--- Data under study ---

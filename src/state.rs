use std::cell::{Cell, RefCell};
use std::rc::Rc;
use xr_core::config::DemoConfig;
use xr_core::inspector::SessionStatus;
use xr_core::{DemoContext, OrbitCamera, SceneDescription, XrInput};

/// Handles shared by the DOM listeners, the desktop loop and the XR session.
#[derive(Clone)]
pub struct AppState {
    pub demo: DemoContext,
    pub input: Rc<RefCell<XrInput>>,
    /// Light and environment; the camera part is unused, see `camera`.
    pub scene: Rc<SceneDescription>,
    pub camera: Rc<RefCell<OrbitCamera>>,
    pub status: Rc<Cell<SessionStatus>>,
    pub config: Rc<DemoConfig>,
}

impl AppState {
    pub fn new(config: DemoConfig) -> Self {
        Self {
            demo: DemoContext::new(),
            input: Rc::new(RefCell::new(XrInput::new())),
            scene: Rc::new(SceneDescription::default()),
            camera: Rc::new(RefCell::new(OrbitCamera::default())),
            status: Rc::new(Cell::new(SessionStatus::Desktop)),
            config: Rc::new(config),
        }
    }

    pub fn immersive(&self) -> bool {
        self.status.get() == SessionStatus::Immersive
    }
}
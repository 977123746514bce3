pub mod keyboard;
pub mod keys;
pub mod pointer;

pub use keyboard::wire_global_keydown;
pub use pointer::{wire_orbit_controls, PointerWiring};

--

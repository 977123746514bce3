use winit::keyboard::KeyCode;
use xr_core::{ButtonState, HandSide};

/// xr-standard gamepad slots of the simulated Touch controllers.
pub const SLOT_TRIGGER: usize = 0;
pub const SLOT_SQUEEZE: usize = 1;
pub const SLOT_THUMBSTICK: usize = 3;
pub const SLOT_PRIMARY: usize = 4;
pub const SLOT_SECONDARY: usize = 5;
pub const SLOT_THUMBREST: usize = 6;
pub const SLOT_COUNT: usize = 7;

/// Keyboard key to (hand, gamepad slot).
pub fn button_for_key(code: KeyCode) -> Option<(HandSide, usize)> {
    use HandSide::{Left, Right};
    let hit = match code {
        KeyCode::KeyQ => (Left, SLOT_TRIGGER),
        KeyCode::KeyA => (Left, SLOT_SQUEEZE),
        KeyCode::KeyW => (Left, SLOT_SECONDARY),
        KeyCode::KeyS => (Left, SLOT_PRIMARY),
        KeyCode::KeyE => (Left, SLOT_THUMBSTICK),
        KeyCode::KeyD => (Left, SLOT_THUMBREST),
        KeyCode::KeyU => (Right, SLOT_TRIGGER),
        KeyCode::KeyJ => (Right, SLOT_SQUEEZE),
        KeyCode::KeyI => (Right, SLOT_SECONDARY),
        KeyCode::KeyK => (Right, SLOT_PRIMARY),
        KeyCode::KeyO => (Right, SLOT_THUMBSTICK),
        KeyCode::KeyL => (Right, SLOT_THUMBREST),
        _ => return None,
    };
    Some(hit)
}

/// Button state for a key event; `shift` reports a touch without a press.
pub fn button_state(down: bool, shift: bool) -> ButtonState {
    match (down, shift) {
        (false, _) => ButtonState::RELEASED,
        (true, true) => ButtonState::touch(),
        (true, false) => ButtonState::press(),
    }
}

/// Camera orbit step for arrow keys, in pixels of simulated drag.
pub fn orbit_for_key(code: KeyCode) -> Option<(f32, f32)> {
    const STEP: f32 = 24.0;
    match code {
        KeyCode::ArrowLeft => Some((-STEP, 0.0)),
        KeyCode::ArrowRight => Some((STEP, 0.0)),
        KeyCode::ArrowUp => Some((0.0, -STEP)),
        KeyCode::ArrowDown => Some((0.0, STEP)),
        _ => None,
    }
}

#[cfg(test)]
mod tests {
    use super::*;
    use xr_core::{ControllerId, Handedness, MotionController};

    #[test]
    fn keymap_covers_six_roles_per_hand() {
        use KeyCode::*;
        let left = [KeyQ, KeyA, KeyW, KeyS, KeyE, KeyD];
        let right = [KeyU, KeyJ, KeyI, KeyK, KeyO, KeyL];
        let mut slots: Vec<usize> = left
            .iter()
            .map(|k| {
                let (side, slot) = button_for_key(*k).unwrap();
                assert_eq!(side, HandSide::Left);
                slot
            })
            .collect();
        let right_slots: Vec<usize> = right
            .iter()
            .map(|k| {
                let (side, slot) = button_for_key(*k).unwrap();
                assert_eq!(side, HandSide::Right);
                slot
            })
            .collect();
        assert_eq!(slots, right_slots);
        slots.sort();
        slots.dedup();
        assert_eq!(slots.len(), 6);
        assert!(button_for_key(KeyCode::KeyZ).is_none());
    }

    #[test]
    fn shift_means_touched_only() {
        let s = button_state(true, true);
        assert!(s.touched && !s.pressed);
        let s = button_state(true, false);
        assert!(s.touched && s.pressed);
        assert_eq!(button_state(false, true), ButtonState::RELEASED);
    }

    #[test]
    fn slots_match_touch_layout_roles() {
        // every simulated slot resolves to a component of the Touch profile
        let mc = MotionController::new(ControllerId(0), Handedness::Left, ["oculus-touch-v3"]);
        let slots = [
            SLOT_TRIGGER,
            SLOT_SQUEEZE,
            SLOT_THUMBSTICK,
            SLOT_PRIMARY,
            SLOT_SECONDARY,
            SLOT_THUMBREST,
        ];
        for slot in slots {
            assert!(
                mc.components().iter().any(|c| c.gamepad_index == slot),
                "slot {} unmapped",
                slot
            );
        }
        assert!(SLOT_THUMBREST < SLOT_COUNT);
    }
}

--- Work instruction ---
From the listing above, the lines starting with the one that has "filename src/state.rs" and running through the one that has "the XR session." should be copied exactly, ends included.

--- Solution to the exercise ---
filename src/state.rs
use std::cell::{Cell, RefCell};
use std::rc::Rc;
use xr_core::config::DemoConfig;
use xr_core::inspector::SessionStatus;
use xr_core::{DemoContext, OrbitCamera, SceneDescription, XrInput};

/// Handles shared by the DOM listeners, the desktop loop and the XR session.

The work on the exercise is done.